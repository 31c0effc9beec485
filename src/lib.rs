//! Wildberries product search scraper.
//!
//! Pages through the Wildberries search endpoint for a query and price range,
//! flattens each product into a [`ProductRecord`], and exports the collected
//! rows to an `.xlsx` workbook named after the search.
//!
//! # Quick start
//!
//! ```no_run
//! use wb_search::{ExportOutcome, SearchFilter, WbSearch};
//!
//! let search = WbSearch::builder().build().unwrap();
//! let filter = SearchFilter::new("phone", 1000, 5000).unwrap().with_discount(10);
//!
//! match search.run(&filter).unwrap() {
//!     ExportOutcome::Written { path, rows } => println!("{rows} rows -> {}", path.display()),
//!     ExportOutcome::NoData => println!("nothing found"),
//! }
//! ```

pub mod config;
pub mod error;
pub mod export;
pub mod fetch;
pub mod mapper;
pub mod models;
pub mod paginate;
pub mod request;
pub mod retry;

pub use error::{Result, WbSearchError};
pub use export::ExportOutcome;
pub use fetch::{PageFetcher, PageOutcome};
pub use models::{ProductRecord, RawProduct, SearchFilter};
pub use paginate::{Collected, PageSource, StopReason};
pub use retry::{Backoff, RetryPolicy};

use std::fmt;
use std::path::{Path, PathBuf};
use std::time::Duration;

// ---------------------------------------------------------------------------
// WbSearchBuilder
// ---------------------------------------------------------------------------

/// Builder for configuring and constructing a [`WbSearch`] instance.
///
/// Use [`WbSearch::builder()`] to obtain a builder, chain configuration
/// methods, and call [`build()`](WbSearchBuilder::build).
pub struct WbSearchBuilder {
    endpoint: String,
    timeout: Duration,
    user_agent: String,
    retry: RetryPolicy,
    max_pages: u32,
    output_dir: PathBuf,
}

impl Default for WbSearchBuilder {
    fn default() -> Self {
        Self {
            endpoint: config::SEARCH_URL.to_string(),
            timeout: config::DEFAULT_TIMEOUT,
            user_agent: config::USER_AGENT.to_string(),
            retry: RetryPolicy::default(),
            max_pages: config::MAX_PAGES,
            output_dir: PathBuf::from("."),
        }
    }
}

impl WbSearchBuilder {
    /// Override the search endpoint URL.
    pub fn endpoint(mut self, url: impl Into<String>) -> Self {
        self.endpoint = url.into();
        self
    }

    /// Set the per-request HTTP timeout.
    ///
    /// Defaults to 30 seconds.
    pub fn timeout(mut self, timeout: Duration) -> Self {
        self.timeout = timeout;
        self
    }

    /// Set the `User-Agent` sent with every request.
    ///
    /// Defaults to a desktop Chrome user agent.
    pub fn user_agent(mut self, user_agent: impl Into<String>) -> Self {
        self.user_agent = user_agent.into();
        self
    }

    /// Set the retry policy applied to every page request.
    ///
    /// Defaults to 3 attempts, 1 second apart, retrying every error.
    pub fn retry_policy(mut self, retry: RetryPolicy) -> Self {
        self.retry = retry;
        self
    }

    /// Set the maximum number of pages walked per search.
    ///
    /// Defaults to 50.
    pub fn max_pages(mut self, max_pages: u32) -> Self {
        self.max_pages = max_pages;
        self
    }

    /// Directory the workbook is written to. Defaults to the current directory.
    pub fn output_dir<P: AsRef<Path>>(mut self, dir: P) -> Self {
        self.output_dir = dir.as_ref().to_path_buf();
        self
    }

    /// Build the search client.
    ///
    /// Fails if the HTTP client cannot be constructed (e.g. an invalid user agent).
    pub fn build(self) -> Result<WbSearch> {
        let fetcher = PageFetcher::new(self.endpoint, self.timeout, &self.user_agent, self.retry)?;
        Ok(WbSearch {
            fetcher,
            max_pages: self.max_pages,
            output_dir: self.output_dir,
        })
    }
}

// ---------------------------------------------------------------------------
// WbSearch
// ---------------------------------------------------------------------------

/// The main entry point: collect search results and export them.
///
/// Created via [`WbSearch::builder()`].
pub struct WbSearch {
    fetcher: PageFetcher,
    max_pages: u32,
    output_dir: PathBuf,
}

impl WbSearch {
    pub fn builder() -> WbSearchBuilder {
        WbSearchBuilder::default()
    }

    /// Walk the result pages for `filter` and return every record found.
    ///
    /// Never fails: pages that cannot be fetched are skipped and reported in
    /// [`Collected::failed_pages`].
    pub fn collect(&self, filter: &SearchFilter) -> Collected {
        paginate::collect(&self.fetcher, filter, self.max_pages)
    }

    /// Write `records` to the output directory under the name derived from `filter`.
    pub fn export(&self, records: &[ProductRecord], filter: &SearchFilter) -> Result<ExportOutcome> {
        export::export(records, &self.output_dir, filter)
    }

    /// Collect, then export.
    pub fn run(&self, filter: &SearchFilter) -> Result<ExportOutcome> {
        let collected = self.collect(filter);
        self.export(&collected.records, filter)
    }

    /// Return a reference to the underlying [`PageFetcher`].
    pub fn fetcher(&self) -> &PageFetcher {
        &self.fetcher
    }

    pub fn max_pages(&self) -> u32 {
        self.max_pages
    }

    pub fn output_dir(&self) -> &Path {
        &self.output_dir
    }
}

// ---------------------------------------------------------------------------
// Display
// ---------------------------------------------------------------------------

impl fmt::Display for WbSearch {
    fn fmt(&self, f: &mut fmt::Formatter<'_>) -> fmt::Result {
        let retry = self.fetcher.retry_policy();
        write!(
            f,
            "WbSearch(endpoint={}, max_pages={}, attempts={}, output_dir={})",
            self.fetcher.endpoint(),
            self.max_pages,
            retry.max_attempts(),
            self.output_dir.display()
        )
    }
}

★ ★ ★

- **THE TASK**
Figure out how many lines of the listing above include "ProductRecord"; the answer is that number alone.

- **ANSWER TO THE PROBLEM**
3